En medio de la polémica por el presunto uso de recursos de la Embajada de México en Londres en favor del hijo de Marcelo Ebrard, el abogado Antonio Cuéllar planteó que el caso debe analizarse con mayor cautela antes de emitir conclusiones.
En una columna publicada en El Financiero Cuéllar advierte que, con la información disponible hasta ahora, “la respuesta es sumamente difícil de dar” y considera que no es posible afirmar de manera contundente que se haya violado la ley.
El especialista recurre a una analogía futbolística para ilustrar su postura: “Como en el futbol, la jugada tiene que revisarse en el VAR. Difícilmente puede afirmarse, con tan poca información, que hubo fuera de lugar”.
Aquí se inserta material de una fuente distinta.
fn html_card(output: &mut String, card: &FindingCard) {
    let _ = writeln!(output, "<div class=\"error-card\">");
    let _ = writeln!(output, "  <div class=\"error-header\">");
    let _ = writeln!(output, "    <h5>Error {}</h5>", card.number);
    let _ = writeln!(output, "    <div class=\"error-meta\">");
    let _ = writeln!(
        output,
        "      <span class=\"badge {}\">{}</span>",
        card.severity_class,
        escape_html(&card.severity)
    );
    let _ = writeln!(
        output,
        "      <span class=\"badge team-badge\">{}</span>",
        escape_html(&card.team)
    );
    let _ = writeln!(
        output,
        "      <span class=\"badge type-badge\">{}</span>",
        escape_html(&card.kind)
    );
    let _ = writeln!(output, "    </div>");
    let _ = writeln!(output, "  </div>");
    let _ = writeln!(output, "  <div class=\"error-content\">");
    let _ = writeln!(output, "    <strong>Error Message:</strong>");
    let _ = writeln!(
        output,
        "    <pre class=\"error-message\">{}</pre>",
        escape_html(&card.error)
    );
    if let Some(status) = &card.test_status {
        let _ = writeln!(
            output,
            "    <p class=\"test-status\">Test status: {}</p>",
            escape_html(status)
        );
    }
    let analysis = card
        .analysis_lines
        .iter()
        .map(String::as_str)
        .map(escape_html)
        .collect::<Vec<_>>()
        .join("<br>");
    let _ = writeln!(output, "    <div class=\"ai-analysis\">");
    let _ = writeln!(output, "      <strong>AI Analysis &amp; Recommendations:</strong>");
    let _ = writeln!(output, "      <div class=\"ai-content\">{analysis}</div>");
    let _ = writeln!(output, "    </div>");
    match &card.ticket {
        TicketState::Created(url) => {
            let _ = writeln!(output, "    <div class=\"ticket-link\">");
            let _ = writeln!(output, "      <strong>JIRA Ticket:</strong>");
            let _ = writeln!(output, "      {}", html_link(url, "ticket-btn"));
            let _ = writeln!(output, "    </div>");
        }
        TicketState::Failed => {
            let _ = writeln!(output, "    <p class=\"ticket-error\">{TICKET_FAILURE_NOTICE}</p>");
        }
    }
    let _ = writeln!(output, "  </div>");
    let _ = writeln!(output, "</div>");
}

fn html_link(url: &str, class: &str) -> String {
    if is_web_url(url) {
        format!(
            "<a href=\"{}\" target=\"_blank\" rel=\"noopener noreferrer\" class=\"{class}\">View Ticket</a>",
            escape_html(url.trim())
        )
    } else {
        format!("<span class=\"{class}\">{}</span>", escape_html(url))
    }
}

fn html_clean(output: &mut String, clean: &CleanView) {
    let _ = writeln!(output, "<div class=\"success-message\">");
    let _ = writeln!(output, "  <h3>{}</h3>", escape_html(&clean.message));
    let _ = writeln!(output, "  <p>{}</p>", escape_html(&clean.suggestion));
    let _ = writeln!(output, "</div>");
}

fn html_error(output: &mut String, error: &ErrorView) {
    let _ = writeln!(output, "<div class=\"error-message\">");
    let _ = writeln!(output, "  <h3>Connection Error</h3>");
    let _ = writeln!(
        output,
        "  <p>Failed to contact backend: {}</p>",
        escape_html(&error.message)
    );
    let _ = writeln!(output, "  <p><strong>Troubleshooting:</strong></p>");
    let _ = writeln!(output, "  <ul>");
    for item in &error.troubleshooting {
        let _ = writeln!(output, "    <li>{}</li>", escape_html(item));
    }
    let _ = writeln!(output, "  </ul>");
    let _ = writeln!(output, "  <div class=\"debug-info\">");
    let _ = writeln!(output, "    <strong>Debug Info:</strong>");
    let _ = writeln!(output, "    <p>API URL: {}</p>", escape_html(&error.base_url));
    let _ = writeln!(
        output,
        "    <p>File: {} ({})</p>",
        escape_html(&error.file_name),
        error.file_size
    );
    let _ = writeln!(output, "  </div>");
    let _ = writeln!(output, "</div>");
}

fn html_status(output: &mut String, status: &StatusView) {
    match &status.connectivity {
        ConnectivityStatus::Connected { server } => {
            let _ = writeln!(
                output,
                "<div class=\"status-success\">Backend Connected: {}</div>",
                escape_html(server)
            );
        }
        ConnectivityStatus::Unreachable { error } => {
            let _ = writeln!(
                output,
                "<div class=\"status-warning\">Backend Status: {}</div>",
                escape_html(error)
            );
        }
    }
    if !status.details.is_empty() {
        let _ = writeln!(output, "<ul class=\"status-details\">");
        for (label, value) in &status.details {
            let _ = writeln!(output, "  <li>{label}: {}</li>", escape_html(value));
        }
        let _ = writeln!(output, "</ul>");
    }
}

impl Renderer for TextRenderer {
    fn render(&self, view: &OutputView) -> String {
        let mut output = String::new();
        match view {
            OutputView::Loading(loading) => {
                let _ = writeln!(
                    output,
                    "Analyzing log file... Processing {}",
                    sanitize_terminal(&loading.label())
                );
            }
            OutputView::Report(ReportView::Findings(findings)) => {
                text_findings(&mut output, findings)
            }
            OutputView::Report(ReportView::Clean(clean)) => {
                let _ = writeln!(output, "{}", sanitize_terminal(&clean.message));
                let _ = writeln!(output, "{}", sanitize_terminal(&clean.suggestion));
            }
            OutputView::Report(ReportView::Error(error)) => text_error(&mut output, error),
            OutputView::Status(status) => text_status(&mut output, status),
        }
        output
    }
}

fn text_findings(output: &mut String, view: &FindingsView) {
    let _ = writeln!(output, "Log Analysis Results");
    let _ = writeln!(
        output,
        "Total Tests: {} | Passed: {} | Failed: {} | Tickets: {}",
        view.total_tests, view.passed_tests, view.failed_tests, view.tickets_count
    );
    let _ = writeln!(output);
    let _ = writeln!(output, "Executive Summary:");
    let _ = writeln!(output, "{}", sanitize_terminal(view.summary.trim_end()));
    for card in &view.findings {
        let _ = writeln!(output);
        let _ = writeln!(
            output,
            "Error {} [{}] [{}] [{}]",
            card.number,
            sanitize_terminal(&card.severity),
            sanitize_terminal(&card.team),
            sanitize_terminal(&card.kind)
        );
        let _ = writeln!(output, "  Error Message: {}", sanitize_terminal(&card.error));
        if let Some(status) = &card.test_status {
            let _ = writeln!(output, "  Test Status: {}", sanitize_terminal(status));
        }
        let _ = writeln!(output, "  AI Analysis & Recommendations:");
        for line in &card.analysis_lines {
            let _ = writeln!(output, "    {}", sanitize_terminal(line));
        }
        match &card.ticket {
            TicketState::Created(url) => {
                let _ = writeln!(output, "  JIRA Ticket: {}", sanitize_terminal(url));
            }
            TicketState::Failed => {
                let _ = writeln!(output, "  {TICKET_FAILURE_NOTICE}");
            }
        }
    }
    if !view.tickets.is_empty() {
        let _ = writeln!(output);
        let _ = writeln!(output, "Created JIRA Tickets:");
        for url in &view.tickets {
            let _ = writeln!(output, "  - {}", sanitize_terminal(url));
        }
    }
}

fn text_error(output: &mut String, error: &ErrorView) {
    let _ = writeln!(output, "Connection Error");
    let _ = writeln!(
        output,
        "Failed to contact backend: {}",
        sanitize_terminal(&error.message)
    );
    let _ = writeln!(output, "Troubleshooting:");
    for item in &error.troubleshooting {
        let _ = writeln!(output, "  - {}", sanitize_terminal(item));
    }
    let _ = writeln!(output, "Debug Info:");
    let _ = writeln!(output, "  API URL: {}", sanitize_terminal(&error.base_url));
    let _ = writeln!(
        output,
        "  File: {} ({})",
        sanitize_terminal(&error.file_name),
        error.file_size
    );
}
El debate surge tras revelarse que el hijo del excanciller habría recibido apoyo durante su estancia en Reino Unido en 2021, lo que generó cuestionamientos sobre un posible uso indebido de recursos públicos.
Sin embargo, Cuéllar subraya que existe una diferencia clave entre las funciones de una embajada y la residencia oficial del embajador. Mientras la primera tiene un carácter estrictamente público y diplomático, la segunda —aunque puede ser utilizada para actos protocolarios— también es un espacio de vida privada.
“Si el hijo de Marcelo Ebrard vivió en la residencia de la embajadora, por invitación de esta, […] entonces es posible que no se hayan desviado recursos públicos para atender un propósito de carácter privado”, sostiene.
El jurista también enfatiza que la Ley del Servicio Exterior Mexicano contempla ciertos derechos para los embajadores, como el acceso a vivienda, lo que forma parte de sus condiciones laborales en el extranjero.
En ese sentido, advierte que, mientras no existan pruebas de uso directo de recursos de la embajada —como oficinas, líneas oficiales o insumos destinados a actividades diplomáticas—, las acusaciones permanecen en el terreno de los señalamientos.
Cuéllar también cuestiona la rapidez con la que se han emitido juicios desde algunos espacios mediáticos, al considerar que incorporar valoraciones legales sin el debido sustento puede derivar en afectaciones reputacionales.
“La línea es delgada”, reconoce el autor, aunque insiste en que el caso no necesariamente es equiparable a otros episodios de uso indebido de recursos públicos.
Por ahora, concluye, el tema sigue más cerca del debate público que de una resolución jurídica definitiva.